L’intuizione originaria di Teresa è qui meglio ripresa, senza gocce di sangue che cadendo diventano svolazzanti petali di rose (cosa peraltro impossibile da rendere in una scultura!) anche se in basso, nell’aiuola che circonda il gruppo marmoreo, scolpito probabilmente dagli Arrighini di Pietrasanta, non si è resistito a collocare poi delle piante di rose per offrire un ostinato riferimento “naturale” alla pioggia di rose. Teresa aveva infatti sottolineato il legame tra la sete di Gesù in croce e il sangue che cadeva mentre ella lo spargeva sulle anime poiché, infiammata dalla sete per la loro salvezza, offriva loro quel sangue che come rugiada divina le dissetava. Alla fine potremmo addirittura guardare con questo significato la stessa scena vissuta “dal vivo” da Teresa mentre abbraccia la grande Croce nel chiostro di Lisieux e immortalata in alcune fotografie che le furono scattate: novizia da sola nel gennaio 1889 e con un giglio in mano nel luglio 1896 attorniata dalla comunità.
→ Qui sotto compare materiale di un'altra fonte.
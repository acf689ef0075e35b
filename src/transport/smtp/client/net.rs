//! The stream between the client and the server, plain or encrypted

use std::{
    fmt::{self, Debug, Formatter},
    io::{self, Read, Write},
    net::{Shutdown, SocketAddr, TcpStream, ToSocketAddrs},
    time::Duration,
};

use native_tls::{Protocol, TlsConnector, TlsStream};

use super::mock::MockStream;
use crate::transport::smtp::error::{self, Error};

/// Accepted TLS protocols. This removes TLS 1.0 and 1.1 compared to the
/// native-tls defaults.
const MIN_TLS_PROTOCOL: Protocol = Protocol::Tlsv12;

/// Parameters to use for secure clients
#[derive(Clone)]
pub struct TlsParameters {
    connector: TlsConnector,
    /// The domain name the server certificate is checked against
    domain: String,
}

impl Debug for TlsParameters {
    fn fmt(&self, f: &mut Formatter<'_>) -> fmt::Result {
        f.debug_struct("TlsParameters")
            .field("domain", &self.domain)
            .finish()
    }
}

impl TlsParameters {
    /// Creates parameters verifying the server identity against `domain`
    pub fn new(domain: String) -> Result<Self, Error> {
        Self::builder(domain).build()
    }

    /// Creates a new builder for `TlsParameters`
    pub fn builder(domain: String) -> TlsParametersBuilder {
        TlsParametersBuilder {
            domain,
            accept_invalid_certs: false,
            accept_invalid_hostnames: false,
        }
    }

    /// The domain the server identity is checked against
    pub fn domain(&self) -> &str {
        &self.domain
    }
}

/// Builder for [`TlsParameters`]
#[derive(Clone, Debug)]
pub struct TlsParametersBuilder {
    domain: String,
    accept_invalid_certs: bool,
    accept_invalid_hostnames: bool,
}

impl TlsParametersBuilder {
    /// Skip certificate verification
    ///
    /// Defeats the point of TLS against an active attacker; only meant for
    /// test servers with self-signed certificates.
    pub fn dangerous_accept_invalid_certs(mut self, accept: bool) -> Self {
        self.accept_invalid_certs = accept;
        self
    }

    /// Skip hostname verification
    pub fn dangerous_accept_invalid_hostnames(mut self, accept: bool) -> Self {
        self.accept_invalid_hostnames = accept;
        self
    }

    /// Builds the `TlsParameters`
    pub fn build(self) -> Result<TlsParameters, Error> {
        let mut builder = TlsConnector::builder();
        builder.min_protocol_version(Some(MIN_TLS_PROTOCOL));
        builder.danger_accept_invalid_certs(self.accept_invalid_certs);
        builder.danger_accept_invalid_hostnames(self.accept_invalid_hostnames);
        let connector = builder.build().map_err(error::tls)?;
        Ok(TlsParameters {
            connector,
            domain: self.domain,
        })
    }
}

/// Represents the different types of underlying network streams
pub enum NetworkStream {
    /// Plain TCP stream
    Tcp(TcpStream),
    /// Encrypted TCP stream
    Tls(Box<TlsStream<TcpStream>>),
    /// In-memory stream for tests
    Mock(MockStream),
}

impl Debug for NetworkStream {
    fn fmt(&self, f: &mut Formatter<'_>) -> fmt::Result {
        f.write_str(match self {
            NetworkStream::Tcp(_) => "NetworkStream::Tcp",
            NetworkStream::Tls(_) => "NetworkStream::Tls",
            NetworkStream::Mock(_) => "NetworkStream::Mock",
        })
    }
}

impl NetworkStream {
    /// Opens a connection, optionally wrapped in TLS from the first byte
    pub fn connect<A: ToSocketAddrs>(
        server: A,
        timeout: Option<Duration>,
        tls_parameters: Option<&TlsParameters>,
    ) -> Result<NetworkStream, Error> {
        fn try_connect(addr: &SocketAddr, timeout: Option<Duration>) -> io::Result<TcpStream> {
            match timeout {
                Some(duration) => TcpStream::connect_timeout(addr, duration),
                None => TcpStream::connect(addr),
            }
        }

        let addrs = server.to_socket_addrs().map_err(error::connection)?;
        let mut last_err = None;
        let mut tcp_stream = None;
        for addr in addrs {
            match try_connect(&addr, timeout) {
                Ok(stream) => {
                    tcp_stream = Some(stream);
                    break;
                }
                Err(err) => last_err = Some(err),
            }
        }
        let tcp_stream = match tcp_stream {
            Some(stream) => stream,
            None => {
                return Err(match last_err {
                    Some(err) => error::connection(err),
                    None => error::connection("could not resolve to any address"),
                })
            }
        };

        match tls_parameters {
            Some(parameters) => {
                let tls_stream = parameters
                    .connector
                    .connect(parameters.domain(), tcp_stream)
                    .map_err(error::tls)?;
                Ok(NetworkStream::Tls(Box::new(tls_stream)))
            }
            None => Ok(NetworkStream::Tcp(tcp_stream)),
        }
    }

    /// Upgrades an open plain stream to TLS in place
    pub fn upgrade_tls(&mut self, tls_parameters: &TlsParameters) -> Result<(), Error> {
        match self {
            NetworkStream::Tcp(stream) => {
                let tcp_stream = stream.try_clone().map_err(error::network)?;
                let tls_stream = tls_parameters
                    .connector
                    .connect(tls_parameters.domain(), tcp_stream)
                    .map_err(error::tls)?;
                *self = NetworkStream::Tls(Box::new(tls_stream));
                Ok(())
            }
            NetworkStream::Tls(_) => Ok(()),
            NetworkStream::Mock(_) => Ok(()),
        }
    }

    /// Tells whether the stream is currently encrypted
    pub fn is_encrypted(&self) -> bool {
        matches!(self, NetworkStream::Tls(_))
    }

    /// Set read timeout for IO calls
    pub fn set_read_timeout(&mut self, duration: Option<Duration>) -> io::Result<()> {
        match self {
            NetworkStream::Tcp(stream) => stream.set_read_timeout(duration),
            NetworkStream::Tls(stream) => stream.get_ref().set_read_timeout(duration),
            NetworkStream::Mock(_) => Ok(()),
        }
    }

    /// Set write timeout for IO calls
    pub fn set_write_timeout(&mut self, duration: Option<Duration>) -> io::Result<()> {
        match self {
            NetworkStream::Tcp(stream) => stream.set_write_timeout(duration),
            NetworkStream::Tls(stream) => stream.get_ref().set_write_timeout(duration),
            NetworkStream::Mock(_) => Ok(()),
        }
    }

    /// Shuts the underlying TCP connection down
    pub fn shutdown(&mut self, how: Shutdown) -> io::Result<()> {
        match self {
            NetworkStream::Tcp(stream) => stream.shutdown(how),
            NetworkStream::Tls(stream) => stream.get_ref().shutdown(how),
            NetworkStream::Mock(_) => Ok(()),
        }
    }
}

impl Read for NetworkStream {
    fn read(&mut self, buf: &mut [u8]) -> io::Result<usize> {
        match self {
            NetworkStream::Tcp(stream) => stream.read(buf),
            NetworkStream::Tls(stream) => stream.read(buf),
            NetworkStream::Mock(stream) => stream.read(buf),
        }
    }
}

impl Write for NetworkStream {
    fn write(&mut self, buf: &[u8]) -> io::Result<usize> {
        match self {
            NetworkStream::Tcp(stream) => stream.write(buf),
            NetworkStream::Tls(stream) => stream.write(buf),
            NetworkStream::Mock(stream) => stream.write(buf),
        }
    }

    fn flush(&mut self) -> io::Result<()> {
        match self {
            NetworkStream::Tcp(stream) => stream.flush(),
            NetworkStream::Tls(stream) => stream.flush(),
            NetworkStream::Mock(stream) => stream.flush(),
        }
    }
}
Se si togliessero le piante di rose che circondano il grande gruppo marmoreo nel chiostro del Santuario di Tombetta, che peraltro non c’erano all’inizio nel 1951, gli accenni biblici dei Salmi sopra evocati si incrocerebbero con i rifermenti evangelici richiamati da Teresa nel suo scritto: Gesù che grida “Ho sete” e la sua richiesta alla Samaritana “Dammi da bere”. E allora sarebbe facile immaginare solo il sangue che cade dalle mani di Gesù crocifisso (aiutati pure dalla scritta sul bordo dell’aiuola in basso “sanguis Christi salva nos”), sangue raccolto e sparso da Teresa sulle anime dei peccatori, che tutti noi siamo, sangue che come rugiada di misericordia divina ci purifica e disseta.